Mycoplasma–AIDS link
A mechanism postulated by Luc Montagnier for AIDS
development. HIV-1 virus binds to cells first activated by
Mycoplasma infection.
mycoplasma immunity
High-titer cold agglutinin autoantibodies against sialooligosaccharide
of the Ii antigen type are sometimes found
during Mycoplasma pneumoniae infections. The first line
of defense against these microorganisms is phagocytosis,
yet mycoplasmas can survive neutrophil phagocytosis if
specific antibodies are not present. Secretory IgA is significant
in preventing localized colonization, but systemic
antibodies protect from primary infection and secondary
spread from localized colonization. Mycoplasmas can evade
the humoral immune response by undergoing antigenic
variation of surface antigens. T cells also appear to play
a role in immunity to mycoplasma that should be further
investigated.
mycoses
Diseases produced by fungus infection.
mycosis fungoides
A chronic disorder involving the lymphoreticular system.
The skin appears scaly and exhibits eczematous areas that
are erythematous, with infiltration by lichenified plaques.
Finally, ulcers and neoplasms of the internal organs and
lymph nodes develop. Cells in skin lesions reveal markers
that identify them as T lymphocytes. This disease usually
appears after 50 years of age and is more frequent in males
than females and in blacks than Caucasians. The number of
null cells in the blood circulation increases, with a simultaneous
decrease in the numbers of B and T lymphocytes. T cell
immunity is diminished both in vitro and in vivo, as revealed
by diminished lymphocyte unresponsiveness to mitogens
and by a poor response and skin test. Immunoglobulin A and
E levels may be elevated in the serum.
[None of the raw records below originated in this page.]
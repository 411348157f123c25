use clap::{Parser, ValueEnum};
use serde::Serialize;
use std::sync::Arc;
use tracing_subscriber::EnvFilter;

use profilescore::config::AnalyzerBackend;
use profilescore::models::{CandidateRequest, LinkedInRequest};
use profilescore::semantic::build_analyzer;
use profilescore::sources::PdfExtractDecoder;
use profilescore::{
    AnalysisPipeline, Config, GitHubClient, PipelineConfig, RateLimiter, Taxonomy,
};

#[derive(Copy, Clone, Debug, PartialEq, Eq, ValueEnum)]
#[value(rename_all = "snake_case")]
enum Command {
    /// Score a resume (plus optional GitHub and LinkedIn) and match hackathons
    AnalyzeCandidate,
    /// Extract the structured profile from a LinkedIn PDF export
    AnalyzeLinkedin,
}

#[derive(Parser, Debug)]
#[command(name = "profilescore")]
#[command(version = "0.1.0")]
#[command(about = "Score candidate profiles and match them against hackathon tracks")]
struct Args {
    /// Command to run
    #[arg(value_enum)]
    command: Command,

    /// Request as a JSON document
    input: String,

    /// Semantic analyzer backend (overrides SEMANTIC_ANALYZER)
    #[arg(long, value_enum)]
    analyzer: Option<AnalyzerBackend>,

    /// Pretty-print the JSON output
    #[arg(long)]
    pretty: bool,

    /// Show a progress spinner on stderr
    #[arg(long)]
    progress: bool,

    /// Output file (defaults to stdout)
    #[arg(short, long)]
    output: Option<String>,
}

#[tokio::main]
async fn main() -> anyhow::Result<()> {
    // Logs go to stderr; stdout carries only the JSON result
    tracing_subscriber::fmt()
        .with_writer(std::io::stderr)
        .with_env_filter(
            EnvFilter::from_default_env()
                .add_directive("profilescore=info".parse()?)
                .add_directive("reqwest=warn".parse()?),
        )
        .init();

    dotenvy::dotenv().ok();

    let args = Args::parse();

    let mut config = Config::from_env()?;
    if let Some(backend) = args.analyzer {
        config.analyzer_backend = backend;
    }
    // LinkedIn extraction never consults the semantic analyzer
    if args.command == Command::AnalyzeLinkedin {
        config.analyzer_backend = AnalyzerBackend::Stub;
    }
    config.validate()?;

    let taxonomy = match config.catalog_path {
        Some(ref path) => {
            tracing::info!("Loading domain catalog from {}", path);
            Arc::new(Taxonomy::from_path(path)?)
        }
        None => Taxonomy::builtin(),
    };

    let rate_limiter = RateLimiter::new(config.max_requests_per_minute);

    if config.github_token.is_none() {
        tracing::info!("GITHUB_TOKEN not set, GitHub profiles are read anonymously and not scored");
    }
    let github = Arc::new(GitHubClient::new(
        config.github_token.as_deref(),
        &config.github_api_url,
        config.request_timeout,
        rate_limiter.clone(),
    )?);

    let analyzer = build_analyzer(&config, rate_limiter)?;

    let pipeline_config = PipelineConfig {
        show_progress: args.progress,
        ..PipelineConfig::from(&config)
    };

    let pipeline = AnalysisPipeline::new(
        taxonomy,
        github,
        analyzer,
        Arc::new(PdfExtractDecoder),
        pipeline_config,
    )?;

    match args.command {
        Command::AnalyzeCandidate => {
            let request: CandidateRequest = serde_json::from_str(&args.input)?;
            let result = pipeline.analyze_candidate(request).await?;
            write_output(&result, &args)?;
        }
        Command::AnalyzeLinkedin => {
            let request: LinkedInRequest = serde_json::from_str(&args.input)?;
            let result = pipeline.analyze_linkedin(request.pdf_content).await?;
            write_output(&result, &args)?;
        }
    }

    Ok(())
}

fn write_output<T: Serialize>(result: &T, args: &Args) -> anyhow::Result<()> {
    let output = if args.pretty {
        serde_json::to_string_pretty(result)?
    } else {
        serde_json::to_string(result)?
    };

    if let Some(ref path) = args.output {
        std::fs::write(path, &output)?;
        tracing::info!("Output written to: {}", path);
    } else {
        println!("{}", output);
    }

    Ok(())
}
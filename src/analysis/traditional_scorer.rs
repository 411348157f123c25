use std::sync::Arc;

use crate::models::{DomainScores, ExtractedSkills, GitHubSignal, TraditionalAnalysis};
use crate::taxonomy::Taxonomy;

/// Skill count at which the skills sub-score saturates.
const SKILL_SATURATION: f64 = 10.0;
/// Years of experience at which the experience sub-score saturates.
const EXPERIENCE_SATURATION: f64 = 5.0;

/// Rule-based per-domain scoring from extracted skills and GitHub activity.
///
/// When no GitHub signal is present the GitHub weight simply contributes
/// nothing; the remaining weights are not rescaled.
pub struct TraditionalScorer {
    taxonomy: Arc<Taxonomy>,
}

impl TraditionalScorer {
    pub fn new(taxonomy: Arc<Taxonomy>) -> Self {
        Self { taxonomy }
    }

    pub fn score(&self, skills: &ExtractedSkills, github: Option<&GitHubSignal>) -> DomainScores {
        self.taxonomy
            .domains()
            .iter()
            .map(|domain| {
                let weights = &domain.weights;

                let skills_score =
                    (skills.skills_for(&domain.id).len() as f64 / SKILL_SATURATION).min(1.0);
                let experience_score =
                    (skills.years_for(&domain.id) as f64 / EXPERIENCE_SATURATION).min(1.0);

                let mut total = weights.skills * skills_score + weights.experience * experience_score;
                if let Some(signal) = github {
                    let github_score = signal
                        .domain_scores
                        .get(&domain.id)
                        .map(|s| (s / 10.0).clamp(0.0, 1.0))
                        .unwrap_or(0.0);
                    total += weights.github * github_score;
                }

                (domain.id.clone(), round2(total * 10.0))
            })
            .collect()
    }

    pub fn analyze(&self, skills: ExtractedSkills, github: Option<GitHubSignal>) -> TraditionalAnalysis {
        TraditionalAnalysis {
            domain_scores: self.score(&skills, github.as_ref()),
            skills_analysis: skills,
            github_analysis: github,
        }
    }
}

pub(crate) fn round2(value: f64) -> f64 {
    (value * 100.0).round() / 100.0
}
use chrono::{DateTime, Duration, Utc};
use std::collections::{BTreeMap, BTreeSet};

use crate::models::{
    DomainScores, GitHubActivity, GitHubProfileData, GitHubReport, GitHubSignal, GitHubSnapshot,
    GitHubUser, Repository, RepositorySummary, UserEvent,
};
use crate::taxonomy::Taxonomy;

/// Text summary of a GitHub account for the aggregated profile document.
///
/// Forked repositories are left out of the language and topic sets and of
/// the per-repository blocks.
pub fn summarize(user: &GitHubUser, repos: &[Repository]) -> String {
    let own_repos: Vec<&Repository> = repos.iter().filter(|r| !r.fork).collect();

    let languages: BTreeSet<&str> = own_repos
        .iter()
        .filter_map(|r| r.language.as_deref())
        .collect();
    let topics: BTreeSet<&str> = own_repos
        .iter()
        .flat_map(|r| r.topics.iter().map(String::as_str))
        .collect();

    let repo_blocks: Vec<String> = own_repos
        .iter()
        .map(|repo| {
            format!(
                "Repository: {}\nDescription: {}\nLanguage: {}\nStars: {}\nTopics: {}\n",
                repo.name,
                repo.description.as_deref().unwrap_or("No description"),
                repo.language.as_deref().unwrap_or("Not specified"),
                repo.stargazers_count,
                repo.topics.join(", ")
            )
        })
        .collect();

    let mut text = format!("GitHub Profile - {}\n", user.login);
    text.push_str(&format!("Bio: {}\n\n", user.bio.as_deref().unwrap_or("")));
    text.push_str(&format!(
        "Programming Languages: {}\n",
        languages.into_iter().collect::<Vec<_>>().join(", ")
    ));
    text.push_str(&format!(
        "Topics & Skills: {}\n\n",
        topics.into_iter().collect::<Vec<_>>().join(", ")
    ));
    text.push_str("Notable Repositories:\n");
    text.push_str(&repo_blocks.join("\n---\n"));
    text
}

/// Push events inside the trailing 365 days.
pub fn count_contributions(events: &[UserEvent], now: DateTime<Utc>) -> u32 {
    let one_year_ago = now - Duration::days(365);
    events
        .iter()
        .filter(|e| e.event_type == "PushEvent" && e.created_at > one_year_ago)
        .count() as u32
}

/// Topic-density heuristic: share of repositories carrying a topic that
/// contains one of the domain's GitHub keywords, scaled to 0-10.
pub fn domain_topic_scores(repos: &[Repository], taxonomy: &Taxonomy) -> DomainScores {
    let total = repos.len().max(1) as f64;

    taxonomy
        .domains()
        .iter()
        .map(|domain| {
            let matching = repos
                .iter()
                .filter(|repo| {
                    repo.topics.iter().any(|topic| {
                        let topic = topic.to_lowercase();
                        domain.github_topics.iter().any(|k| topic.contains(k.as_str()))
                    })
                })
                .count();
            (domain.id.clone(), matching as f64 / total * 10.0)
        })
        .collect()
}

pub fn build_signal(snapshot: &GitHubSnapshot, taxonomy: &Taxonomy, now: DateTime<Utc>) -> GitHubSignal {
    let repos = &snapshot.repositories;

    let mut languages: BTreeMap<String, u32> = BTreeMap::new();
    let mut topics: BTreeMap<String, u32> = BTreeMap::new();
    for repo in repos {
        if let Some(ref language) = repo.language {
            *languages.entry(language.clone()).or_insert(0) += 1;
        }
        for topic in &repo.topics {
            *topics.entry(topic.clone()).or_insert(0) += 1;
        }
    }

    GitHubSignal {
        total_repos: repos.len() as u32,
        stars: repos.iter().map(|r| r.stargazers_count).sum(),
        languages,
        topics,
        contributions: count_contributions(&snapshot.events, now),
        domain_scores: domain_topic_scores(repos, taxonomy),
    }
}

pub fn build_report(snapshot: &GitHubSnapshot, signal: &GitHubSignal) -> GitHubReport {
    let repositories: Vec<RepositorySummary> = snapshot
        .repositories
        .iter()
        .map(|repo| RepositorySummary {
            name: repo.name.clone(),
            description: repo.description.clone(),
            stars: repo.stargazers_count,
            language: repo.language.clone(),
            url: repo.html_url.clone(),
        })
        .collect();

    let mut top_projects = repositories.clone();
    top_projects.sort_by(|a, b| b.stars.cmp(&a.stars));
    top_projects.truncate(5);

    GitHubReport {
        profile_data: GitHubProfileData {
            username: snapshot.user.login.clone(),
            name: snapshot.user.name.clone(),
            bio: snapshot.user.bio.clone(),
            repositories,
            languages: signal.languages.clone(),
            contributions_last_year: signal.contributions,
        },
        analysis: GitHubActivity {
            repository_count: signal.total_repos,
            total_stars: signal.stars,
            languages: signal.languages.clone(),
            contribution_level: signal.contributions,
            top_projects,
        },
    }
}

#[cfg(test)]
pub(crate) mod tests {
    use super::*;

    pub(crate) fn repo(name: &str, language: Option<&str>, stars: u32, fork: bool, topics: &[&str]) -> Repository {
        Repository {
            id: stars as u64,
            name: name.to_string(),
            full_name: format!("octo/{}", name),
            description: None,
            language: language.map(str::to_string),
            stargazers_count: stars,
            fork,
            topics: topics.iter().map(|t| t.to_string()).collect(),
            html_url: Some(format!("https://github.com/octo/{}", name)),
        }
    }

    pub(crate) fn user(login: &str) -> GitHubUser {
        GitHubUser {
            login: login.to_string(),
            id: 1,
            name: Some("Octo Cat".to_string()),
            bio: Some("Builds ML tooling".to_string()),
            company: None,
            location: None,
            public_repos: 0,
            followers: 0,
            created_at: None,
        }
    }

    fn event(kind: &str, created_at: DateTime<Utc>) -> UserEvent {
        UserEvent {
            event_type: kind.to_string(),
            created_at,
        }
    }

    #[test]
    fn test_domain_score_is_topic_density() {
        let mut repos: Vec<Repository> = (0..8)
            .map(|i| repo(&format!("r{}", i), Some("Rust"), 0, false, &[]))
            .collect();
        repos.push(repo("ml-a", Some("Python"), 3, false, &["machine-learning"]));
        repos.push(repo("ml-b", Some("Python"), 1, false, &["applied-machine-learning", "web"]));

        let scores = domain_topic_scores(&repos, &Taxonomy::builtin());
        assert!((scores["ai_ml"] - 2.0).abs() < 1e-9);
        assert!((scores["web_dev"] - 1.0).abs() < 1e-9);
        assert_eq!(scores["blockchain"], 0.0);
        assert_eq!(scores.len(), 5);
    }

    #[test]
    fn test_domain_scores_without_repositories() {
        let scores = domain_topic_scores(&[], &Taxonomy::builtin());
        assert!(scores.values().all(|s| *s == 0.0));
    }

    #[test]
    fn test_contributions_window() {
        let now = Utc::now();
        let events = vec![
            event("PushEvent", now - Duration::days(1)),
            event("PushEvent", now - Duration::days(364)),
            event("PushEvent", now - Duration::days(400)),
            event("WatchEvent", now - Duration::days(2)),
        ];
        assert_eq!(count_contributions(&events, now), 2);
    }

    #[test]
    fn test_summary_skips_forks() {
        let repos = vec![
            repo("tensor-kit", Some("Python"), 12, false, &["pytorch", "deep-learning"]),
            repo("forked-lib", Some("Haskell"), 400, true, &["functional"]),
            repo("site", None, 0, false, &[]),
        ];
        let text = summarize(&user("octo"), &repos);

        assert!(text.starts_with("GitHub Profile - octo\nBio: Builds ML tooling\n\n"));
        assert!(text.contains("Programming Languages: Python\n"));
        assert!(text.contains("Topics & Skills: deep-learning, pytorch\n"));
        assert!(text.contains("Repository: tensor-kit\n"));
        assert!(text.contains("Language: Not specified\n"));
        assert!(!text.contains("Haskell"));
        assert!(!text.contains("forked-lib"));
    }

    #[test]
    fn test_signal_and_report() {
        let now = Utc::now();
        let snapshot = GitHubSnapshot {
            user: user("octo"),
            repositories: vec![
                repo("a", Some("Rust"), 5, false, &["docker"]),
                repo("b", Some("Rust"), 50, true, &["kubernetes"]),
                repo("c", Some("Go"), 1, false, &[]),
            ],
            events: vec![event("PushEvent", now - Duration::days(3))],
        };
        let signal = build_signal(&snapshot, &Taxonomy::builtin(), now);

        assert_eq!(signal.total_repos, 3);
        assert_eq!(signal.stars, 56);
        assert_eq!(signal.languages["Rust"], 2);
        assert_eq!(signal.topics["kubernetes"], 1);
        assert_eq!(signal.contributions, 1);
        assert!((signal.domain_scores["cloud"] - 20.0 / 3.0).abs() < 1e-9);

        let report = build_report(&snapshot, &signal);
        assert_eq!(report.analysis.repository_count, 3);
        assert_eq!(report.analysis.top_projects[0].name, "b");
        assert_eq!(report.profile_data.contributions_last_year, 1);
    }
}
A type of cutaneous T
cell non-Hodgkin lymphoma.
myelin-associated glycoprotein (MAG) autoantibodies
Autoantibodies against the glycoprotein constituent of myelin
that are found in the periaxonal region, Schmidt– Lanterman
incisures, lateral loops, and outer mesaxon of the myelin
sheath; belong to the immunoglobulin superfamily; and act as
adhesion molecules that facilitate myelination. MAG autoantibodies
recognize the N-linked L1 and J1 carbohydrate moiety,
which is also found on PO and P2 glycoproteins, sulfate-3glucuronyl
paragloboside (SGPG), and sulfate-3-glucuronyl
lactosaminyl paragloboside (SGLPG) glycolipids of peripheral
nerves, neural cell adhesion molecules, and Li and J1 of lymphocytes
and human natural killer cells. MAG autoantibodies
are present in half of polyneuropathy patients with monoclonal
gammopathy, which may be associated with other lymphoid
proliferative diseases. T lymphocyte responses to MAG have
been found in multiple sclerosis.
myelin autoantibodies
The detection of autoantibodies to myelin used previously to
screen for autoantibodies in idiopathic and paraproteinemic
neuropathy patients leads to inconsistent results due to imprecise
myelin preparations leading to poor clinical specificity.
Autoantibodies against myelin in Guillain–Barré syndrome
(GBS) and sensory polyneuropathy with monoclonal gammopathy
of unknown significance involve autoantibodies
against glycolipids, including sulfatide, Forssman antigen,
galactosyl–cerebroside (Gal–Cer) and gangliosides.